Left: Lateral view of Paradoryphoribius Chronocaribbeus Gen. et Sp. nov. Viewed with transmitted light under the streomicroscope (top), and with autofluorescence using confocal laser microscopy (bottom). Right: Ventral view Paradoryphoribius Chronocaribbeus Gen. et Sp. nov. Viewed with transmitted light under the streomicroscope, (top), and with autofluorescence with confocal laser microscope (bottom). Credit: Marc A. Mapalo
Tardigrade's cuticle, which is composed of chitin, is made from fibrous glucose substance chitin. It is also a primary component in cell walls of fungi and exoskeletons arthropods. Confocal laser microscopy allows you to see the tardigrade fossil in its entirety because chitin is fluorescent. Confocal laser microscopy was used instead of transmitting light to examine the fossil. This allowed for higher levels of fluorescence, which allows for a clearer view of the internal morphology. Mapalo was able see the two most important features of the fossil: the claws, and the buccal apparatus. This also allows Mapalo to view the foregut, which is also made from cuticle.
Mapalo stated that even though it appeared to be a modern tardigrade from the outside, confocal microscopy revealed its unique foregut organization. This allowed us to create a new genus within the extant tardigrade superfamilies. "Paradoryphoribius, the only genus with this unique character arrangement within the superfamily Isohypsibioidea," said Mapalo.
"Tardigrade fossils are rare," said Ortega-Hernndez. The new study has only revealed four specimens. Of these, only three have been formally named and described, which leaves only Paradoryphoribius. This paper covers a third the tardigrade fossil record that has been documented. Paradoryphoribius also provides the only information on a tardigrade buccal device in their entire fossil record.
Due to their habitat preferences and small size, there is a strong preservation bias in amber for tardigrade fossils. Even though amber deposits are the most reliable source of new tardigrade fossils it doesn't mean that finding them is easy. A tardigrade fossil was discovered in Dominican Amber. This suggests that other sites such as Baltic and Burmese amber deposits could also contain tardigrade fossils. There has been a tendency to include larger amounts of amber in the past. Tintigrades, which are small and difficult to see, require specialist knowledge as well as excellent observational skills.

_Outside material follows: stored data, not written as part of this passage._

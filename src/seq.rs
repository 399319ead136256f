//! filter, map and reduce over slices.
//!
//! The generic functions take Rust closures with the `(element, index, sequence)`
//! callback shape. The `*_values` variants take a [`Callee`] over JSON values and
//! invoke it through [`call`](crate::invoke::call), so a non-callable callback fails the same way a
//! direct call would. Input sequences are never mutated.

use serde_json::Value;
use std::ops::Deref;

use crate::errors::{EvalError, Result};
use crate::invoke::{call_slice, Callee};
use crate::values::truthy;

pub fn filter<T, P>(seq: &[T], mut predicate: P) -> Vec<T>
where
    T: Clone,
    P: FnMut(&T, usize, &[T]) -> bool,
{
    let mut kept = Vec::new();
    for (index, item) in seq.iter().enumerate() {
        if predicate(item, index, seq) {
            kept.push(item.clone());
        }
    }
    kept
}

pub fn map<T, U, F>(seq: &[T], mut transform: F) -> Vec<U>
where
    F: FnMut(&T, usize, &[T]) -> U,
{
    let mut out = Vec::with_capacity(seq.len());
    for (index, item) in seq.iter().enumerate() {
        out.push(transform(item, index, seq));
    }
    out
}

/// Left fold that always starts from `seed`.
pub fn fold<T, A, F>(seq: &[T], mut combine: F, seed: A) -> A
where
    F: FnMut(A, &T, usize, &[T]) -> A,
{
    let mut acc = seed;
    for (index, item) in seq.iter().enumerate() {
        acc = combine(acc, item, index, seq);
    }
    acc
}

/// Left fold with an optional seed.
///
/// Without a seed the first element is the starting accumulator and `combine` runs
/// from index 1. `Some(seed)` is always a real seed, whatever it holds. An empty
/// sequence without a seed is [`EvalError::EmptyReduce`].
pub fn reduce<T, F>(seq: &[T], mut combine: F, seed: Option<T>) -> Result<T>
where
    T: Clone,
    F: FnMut(T, &T, usize, &[T]) -> T,
{
    let (mut acc, start) = match seed {
        Some(seed) => (seed, 0),
        None => (seq.first().cloned().ok_or(EvalError::EmptyReduce)?, 1),
    };
    for (index, item) in seq.iter().enumerate().skip(start) {
        acc = combine(acc, item, index, seq);
    }
    Ok(acc)
}

/// Argument buffer reused across every callback invocation over one sequence.
///
/// Holds `slots` arguments, the last of which is the whole sequence. That last slot
/// is only built when the callee's arity reaches it.
struct CallbackArgs {
    buf: Vec<Value>,
}

impl CallbackArgs {
    fn new(callee: &Callee, seq: &[Value], slots: usize) -> Self {
        let takes_seq = match callee {
            Callee::Function(f) => *f.arity().end() >= slots,
            Callee::Value(_) => false,
        };
        let mut buf = vec![Value::Null; slots - 1];
        if takes_seq {
            buf.push(Value::Array(seq.to_vec()));
        }
        Self { buf }
    }

    fn set(&mut self, slot: usize, value: Value) {
        self.buf[slot] = value;
    }

    fn invoke(&self, callee: &Callee) -> Result<Value> {
        call_slice(callee, None, &self.buf)
    }
}

pub fn filter_values(seq: &[Value], predicate: &Callee) -> Result<Vec<Value>> {
    let mut args = CallbackArgs::new(predicate, seq, 3);
    let mut kept = Vec::new();
    for (index, item) in seq.iter().enumerate() {
        args.set(0, item.clone());
        args.set(1, Value::from(index));
        if truthy(&args.invoke(predicate)?) {
            kept.push(item.clone());
        }
    }
    Ok(kept)
}

pub fn map_values(seq: &[Value], transform: &Callee) -> Result<Vec<Value>> {
    let mut args = CallbackArgs::new(transform, seq, 3);
    let mut out = Vec::with_capacity(seq.len());
    for (index, item) in seq.iter().enumerate() {
        args.set(0, item.clone());
        args.set(1, Value::from(index));
        out.push(args.invoke(transform)?);
    }
    Ok(out)
}

pub fn reduce_values(seq: &[Value], combine: &Callee, seed: Option<Value>) -> Result<Value> {
    let (mut acc, start) = match seed {
        Some(seed) => (seed, 0),
        None => (seq.first().cloned().ok_or(EvalError::EmptyReduce)?, 1),
    };
    let mut args = CallbackArgs::new(combine, seq, 4);
    for (index, item) in seq.iter().enumerate().skip(start) {
        args.set(0, std::mem::take(&mut acc));
        args.set(1, item.clone());
        args.set(2, Value::from(index));
        acc = args.invoke(combine)?;
    }
    Ok(acc)
}

/// Owned sequence carrying the utilities as trailing methods.
#[derive(Debug, Clone, PartialEq, Eq, Default)]
pub struct Seq<T>(Vec<T>);

impl<T> Seq<T> {
    pub fn new(items: Vec<T>) -> Self {
        Seq(items)
    }

    pub fn into_inner(self) -> Vec<T> {
        self.0
    }

    pub fn map<U, F>(&self, transform: F) -> Seq<U>
    where
        F: FnMut(&T, usize, &[T]) -> U,
    {
        Seq(map(&self.0, transform))
    }

    pub fn fold<A, F>(&self, combine: F, seed: A) -> A
    where
        F: FnMut(A, &T, usize, &[T]) -> A,
    {
        fold(&self.0, combine, seed)
    }
}

impl<T: Clone> Seq<T> {
    pub fn filter<P>(&self, predicate: P) -> Seq<T>
    where
        P: FnMut(&T, usize, &[T]) -> bool,
    {
        Seq(filter(&self.0, predicate))
    }

    pub fn reduce<F>(&self, combine: F, seed: Option<T>) -> Result<T>
    where
        F: FnMut(T, &T, usize, &[T]) -> T,
    {
        reduce(&self.0, combine, seed)
    }
}

impl<T> Deref for Seq<T> {
    type Target = [T];

    fn deref(&self) -> &[T] {
        &self.0
    }
}

impl<T> From<Vec<T>> for Seq<T> {
    fn from(items: Vec<T>) -> Self {
        Seq(items)
    }
}

impl<T> FromIterator<T> for Seq<T> {
    fn from_iter<I: IntoIterator<Item = T>>(iter: I) -> Self {
        Seq(iter.into_iter().collect())
    }
}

Scientists have determined that tardigrades are closely related to arthropods and that their origins date back to the Cambrian Explosion. This is a very lonely phylum that has only three fossils. Ortega-Hernndez stated that most fossils in this phylum can be found in amber, but they may not be easy to see because they are so small.
Mapalo also agreed that "if you look at the exterior morphology of tardigrades you might assume there have not been any changes within their bodies." We were able to see characters in the fossils that we could not observe in extent species using confocal microscopy. However, this was possible because of the confocal laser microscope. This allows us to understand how the body has changed over millions of years. This suggests that, even though tardigrades are the same externally as they are internally, there are some internal changes.
Mapalo and Ortega-Hernndez use confocal laser microscope technology to study tardigrades in amber. They hope to expand the tardigrade fossil record.